### Stored data
//! Catalog index construction.
//!
//! A catalog index holds two views of the same set of entries: an exact-match
//! map keyed by [`exact_key`](crate::key::exact_key) and a flat candidate
//! list in processing order. Group filters restrict the entries to those
//! whose names start with one of an ordered set of prefixes; earlier prefixes
//! take priority when two entries collide on the same exact key.

use std::collections::HashMap;

use crate::color::Rgb;
use crate::key::exact_key;

/// One named color value in a catalog.
///
/// Immutable snapshot of a catalog variable's value under one mode.
#[derive(Debug, Clone, PartialEq)]
pub struct ColorEntry {
    /// Opaque variable handle in the host document.
    pub id: String,
    /// Variable name, e.g. "blue/500".
    pub name: String,
    /// Color value.
    pub rgb: Rgb,
    /// Alpha in 0.0..=1.0.
    pub alpha: f32,
}

impl ColorEntry {
    pub fn new(id: impl Into<String>, name: impl Into<String>, rgb: Rgb, alpha: f32) -> Self {
        Self {
            id: id.into(),
            name: name.into(),
            rgb,
            alpha,
        }
    }

    /// The exact-match identity key of this entry's value.
    pub fn exact_key(&self) -> String {
        exact_key(self.rgb.r, self.rgb.g, self.rgb.b, self.alpha)
    }
}

/// Exact-match map plus ordered candidate list for one catalog.
#[derive(Debug, Clone, Default)]
pub struct CatalogIndex {
    /// Exact key -> entry. Collision policy depends on whether group filters
    /// were applied at build time.
    pub exact: HashMap<String, ColorEntry>,
    /// Every indexed entry, in processing order. Input to candidate ranking.
    pub list: Vec<ColorEntry>,
}

impl CatalogIndex {
    /// Build an index from catalog entries in collection order.
    ///
    /// Without a filter every entry is indexed; on exact-key collisions the
    /// last entry wins. With a filter, entries are processed prefix-group by
    /// prefix-group in the filter's priority order, and on collisions the
    /// first insertion wins, so an entry under an earlier prefix shadows a
    /// color-identical entry under a later one. An entry matching more than
    /// one prefix is indexed once, under its earliest matching prefix.
    pub fn build(entries: &[ColorEntry], filter: Option<&[String]>) -> CatalogIndex {
        let mut exact = HashMap::new();
        let mut list = Vec::new();

        match filter {
            None => {
                for entry in entries {
                    exact.insert(entry.exact_key(), entry.clone());
                    list.push(entry.clone());
                }
            }
            Some(prefixes) => {
                let mut taken = vec![false; entries.len()];
                for prefix in prefixes {
                    for (i, entry) in entries.iter().enumerate() {
                        if taken[i] || !entry.name.starts_with(prefix.as_str()) {
                            continue;
                        }
                        taken[i] = true;
                        exact
                            .entry(entry.exact_key())
                            .or_insert_with(|| entry.clone());
                        list.push(entry.clone());
                    }
                }
            }
        }

        CatalogIndex { exact, list }
    }

    /// Look up the entry exactly matching a color value, if any.
    ///
    /// O(1) expected, no side effects.
    pub fn find_exact(&self, r: f32, g: f32, b: f32, alpha: f32) -> Option<&ColorEntry> {
        self.exact.get(&exact_key(r, g, b, alpha))
    }

    /// Number of indexed entries.
    pub fn len(&self) -> usize {
        self.list.len()
    }

    /// True when no entries survived mode/filter resolution.
    pub fn is_empty(&self) -> bool {
        self.list.is_empty()
    }
}

/// Resolve a requested mode name against a collection's available modes.
///
/// Matching is case-insensitive; when nothing matches, the collection's
/// first mode is used instead. Returns `None` only for a collection with no
/// modes at all.
pub fn resolve_mode<'a>(modes: &'a [String], requested: &str) -> Option<&'a str> {
    modes
        .iter()
        .find(|m| m.eq_ignore_ascii_case(requested))
        .or_else(|| modes.first())
        .map(|s| s.as_str())
}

### Your objective
All entries given above are to be printed again exactly.

### Exercise result
//! Catalog index construction.
//!
//! A catalog index holds two views of the same set of entries: an exact-match
//! map keyed by [`exact_key`](crate::key::exact_key) and a flat candidate
//! list in processing order. Group filters restrict the entries to those
//! whose names start with one of an ordered set of prefixes; earlier prefixes
//! take priority when two entries collide on the same exact key.

use std::collections::HashMap;

use crate::color::Rgb;
use crate::key::exact_key;

/// One named color value in a catalog.
///
/// Immutable snapshot of a catalog variable's value under one mode.
#[derive(Debug, Clone, PartialEq)]
pub struct ColorEntry {
    /// Opaque variable handle in the host document.
    pub id: String,
    /// Variable name, e.g. "blue/500".
    pub name: String,
    /// Color value.
    pub rgb: Rgb,
    /// Alpha in 0.0..=1.0.
    pub alpha: f32,
}

impl ColorEntry {
    pub fn new(id: impl Into<String>, name: impl Into<String>, rgb: Rgb, alpha: f32) -> Self {
        Self {
            id: id.into(),
            name: name.into(),
            rgb,
            alpha,
        }
    }

    /// The exact-match identity key of this entry's value.
    pub fn exact_key(&self) -> String {
        exact_key(self.rgb.r, self.rgb.g, self.rgb.b, self.alpha)
    }
}

/// Exact-match map plus ordered candidate list for one catalog.
#[derive(Debug, Clone, Default)]
pub struct CatalogIndex {
    /// Exact key -> entry. Collision policy depends on whether group filters
    /// were applied at build time.
    pub exact: HashMap<String, ColorEntry>,
    /// Every indexed entry, in processing order. Input to candidate ranking.
    pub list: Vec<ColorEntry>,
}

impl CatalogIndex {
    /// Build an index from catalog entries in collection order.
    ///
    /// Without a filter every entry is indexed; on exact-key collisions the
    /// last entry wins. With a filter, entries are processed prefix-group by
    /// prefix-group in the filter's priority order, and on collisions the
    /// first insertion wins, so an entry under an earlier prefix shadows a
    /// color-identical entry under a later one. An entry matching more than
    /// one prefix is indexed once, under its earliest matching prefix.
    pub fn build(entries: &[ColorEntry], filter: Option<&[String]>) -> CatalogIndex {
        let mut exact = HashMap::new();
        let mut list = Vec::new();

        match filter {
            None => {
                for entry in entries {
                    exact.insert(entry.exact_key(), entry.clone());
                    list.push(entry.clone());
                }
            }
            Some(prefixes) => {
                let mut taken = vec![false; entries.len()];
                for prefix in prefixes {
                    for (i, entry) in entries.iter().enumerate() {
                        if taken[i] || !entry.name.starts_with(prefix.as_str()) {
                            continue;
                        }
                        taken[i] = true;
                        exact
                            .entry(entry.exact_key())
                            .or_insert_with(|| entry.clone());
                        list.push(entry.clone());
                    }
                }
            }
        }

        CatalogIndex { exact, list }
    }

    /// Look up the entry exactly matching a color value, if any.
    ///
    /// O(1) expected, no side effects.
    pub fn find_exact(&self, r: f32, g: f32, b: f32, alpha: f32) -> Option<&ColorEntry> {
        self.exact.get(&exact_key(r, g, b, alpha))
    }

    /// Number of indexed entries.
    pub fn len(&self) -> usize {
        self.list.len()
    }

    /// True when no entries survived mode/filter resolution.
    pub fn is_empty(&self) -> bool {
        self.list.is_empty()
    }
}

/// Resolve a requested mode name against a collection's available modes.
///
/// Matching is case-insensitive; when nothing matches, the collection's
/// first mode is used instead. Returns `None` only for a collection with no
/// modes at all.
pub fn resolve_mode<'a>(modes: &'a [String], requested: &str) -> Option<&'a str> {
    modes
        .iter()
        .find(|m| m.eq_ignore_ascii_case(requested))
        .or_else(|| modes.first())
        .map(|s| s.as_str())
}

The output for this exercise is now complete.